Mathieu Plane, économiste à l'OFCE, considère qu'il serait malgré tout souhaitable de " redonner à l'IR de la progressivité ". " Passer le taux marginal de 40 % à 45 % ", ajoute Mme Berger. Il y a vingt ans, le taux le plus élevé du barème était de 57 %, il est aujourd'hui de 40 %. " On a une assiette des impôts qui est étroite. Plutôt qu'augmenter les taux, pourquoi ne pas élargir l'assiette ? ", suggère Mme Boone.

Mais c'est d'abord dans les niches fiscales et sociales (75 milliards d'euros de manque à gagner en 2009) qu'il faudrait piocher, selon les économistes.
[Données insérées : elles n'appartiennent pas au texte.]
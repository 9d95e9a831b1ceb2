//! Stockroom UI crate - server-side rendering of the inventory dashboard.
//!
//! Every component is a pure function from display data to an HTML string.
//! The output is a single self-contained document: CSS is inlined, the chart
//! and icons are inline SVG, and nothing is fetched at runtime.
//!
//! # Modules
//!
//! - [`shell`]: sidebar navigation, header bar and scrollable content region
//! - [`overview`]: statistic cards, trend chart and recent activity feed
//! - [`stat_card`]: a single labeled metric
//! - [`chart`]: stacked area chart with monotone interpolation
//! - [`icons`]: icon identifier to glyph mapping
//! - [`document`]: `<!DOCTYPE html>` wrapper with the inline stylesheet
//!
//! # Usage
//!
//! ```rust,ignore
//! use stockroom_core::{config::DashboardConfig, StaticDataProvider};
//!
//! let html = stockroom_ui::render_dashboard(&DashboardConfig::default(), &StaticDataProvider)?;
//! ```

pub mod chart;
pub mod document;
pub mod html;
pub mod icons;
pub mod overview;
pub mod shell;
pub mod stat_card;
pub mod theme;

use stockroom_core::config::DashboardConfig;
use stockroom_core::{DataProvider, Result};

pub use chart::{AreaChart, ChartGeometry};
pub use overview::render_overview;
pub use shell::{render_shell, ShellContext};
pub use stat_card::render_stat_card;

/// Render the complete dashboard document from a data provider.
///
/// Only the provider can fail; rendering itself cannot.
pub fn render_dashboard(config: &DashboardConfig, provider: &dyn DataProvider) -> Result<String> {
    let navigation = provider.navigation();
    let data = provider.overview()?;

    let body = overview::render_overview(&data);
    let ctx = ShellContext {
        brand: &config.brand,
        page_title: &config.page_title,
        user_initial: &config.user_initial,
        navigation: &navigation,
    };
    let page = shell::render_shell(&ctx, &body);
    let html = document::render_document(&config.page_title, &config.brand, &page);

    tracing::debug!(
        bytes = html.len(),
        stats = data.stats.len(),
        trend_points = data.trend.len(),
        "Dashboard rendered"
    );
    Ok(html)
}

#[cfg(test)]
mod tests {
    use super::*;
    use stockroom_core::{NavigationEntry, OverviewData, StaticDataProvider, StockroomError};

    struct FailingProvider;

    impl DataProvider for FailingProvider {
        fn navigation(&self) -> Vec<NavigationEntry> {
            Vec::new()
        }

        fn overview(&self) -> Result<OverviewData> {
            Err(StockroomError::Dataset("unavailable".to_string()))
        }
    }

    #[test]
    fn dashboard_is_complete_document() {
        let html = render_dashboard(&DashboardConfig::default(), &StaticDataProvider).unwrap();
        assert!(html.starts_with("<!DOCTYPE html>"));
        assert!(html.contains("<title>Dashboard - Inventory</title>"));
        assert!(html.contains("<aside class=\"sidebar\""));
        assert!(html.contains("<main class=\"content\"><div class=\"overview\">"));
        assert!(html.contains(overview::CHART_TITLE));
    }

    #[test]
    fn dashboard_render_is_idempotent() {
        let config = DashboardConfig::default();
        let first = render_dashboard(&config, &StaticDataProvider).unwrap();
        let second = render_dashboard(&config, &StaticDataProvider).unwrap();
        assert_eq!(first, second);
    }

    #[test]
    fn dashboard_uses_config_chrome() {
        let config = DashboardConfig {
            brand: "Depot".to_string(),
            page_title: "Stock".to_string(),
            user_initial: "Z".to_string(),
            dataset: None,
        };
        let html = render_dashboard(&config, &StaticDataProvider).unwrap();
        assert!(html.contains("<title>Stock - Depot</title>"));
        assert!(html.contains(">Z</div>"));
    }

    #[test]
    fn dashboard_has_no_external_urls() {
        let html = render_dashboard(&DashboardConfig::default(), &StaticDataProvider).unwrap();
        assert!(!html.contains("https://"));
        assert!(!html.contains("http://"));
        assert!(!html.contains("<script"));
    }

    #[test]
    fn provider_errors_propagate() {
        let err = render_dashboard(&DashboardConfig::default(), &FailingProvider).unwrap_err();
        assert!(matches!(err, StockroomError::Dataset(_)));
    }
}
use thiserror::Error;

/// Top-level error type for Stockroom.
///
/// Rendering is infallible; these variants cover the edges of the system
/// where configuration, datasets and sockets are touched.
#[derive(Debug, Error)]
#[non_exhaustive]
pub enum StockroomError {
    #[error("Configuration error: {0}")]
    Config(String),

    #[error("Dataset error: {0}")]
    Dataset(String),

    #[error("API error: {0}")]
    Api(String),

    #[error("I/O error: {0}")]
    Io(#[from] std::io::Error),

    #[error("Serialization error: {0}")]
    Serialization(String),
}

impl From<toml::de::Error> for StockroomError {
    fn from(err: toml::de::Error) -> Self {
        StockroomError::Config(err.to_string())
    }
}

impl From<toml::ser::Error> for StockroomError {
    fn from(err: toml::ser::Error) -> Self {
        StockroomError::Config(err.to_string())
    }
}

impl From<serde_json::Error> for StockroomError {
    fn from(err: serde_json::Error) -> Self {
        StockroomError::Serialization(err.to_string())
    }
}

/// A specialized `Result` type for Stockroom operations.
pub type Result<T> = std::result::Result<T, StockroomError>;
Le gouvernement a dit vouloir regagner 6 milliards en trois ans sur ce poste. " On peut récupérer 15 milliards par plafonnement de tous les allégements ", considère Mme Berger. " On peut aussi revenir sur les allégements fiscaux sur les heures supplémentaires, contre-productives en temps de crise ; ou revenir sur la baisse de la TVA sur la restauration ", avance M. Plane. Est également citée une taxation de la participation, de l'intéressement, des stock-options ou des revenus du capital - à travers une harmonisation avec l'imposition du travail.

Rehausser l'impôt sur les sociétés ? Piste " inopportune alors que l'investissement est en berne ", répond Mme Valla. " Il a joué un rôle d'amortisseur dans la crise. Il aura un rendement plus fort en sortie de crise. Ponctionner en plus ne serait pas forcément bienvenu à ce moment-là ", explique M. Plane. " Essayons déjà de faire en sorte que les paiements fiscaux et sociaux soient effectués par toutes les entreprises ", ajoute Mme Berger, qui note qu'" avec la crise, le gouvernement a levé le pied sur ce sujet ". Selon elle, ce sont 10 milliards à 20 milliards d'euros qui sont en jeu.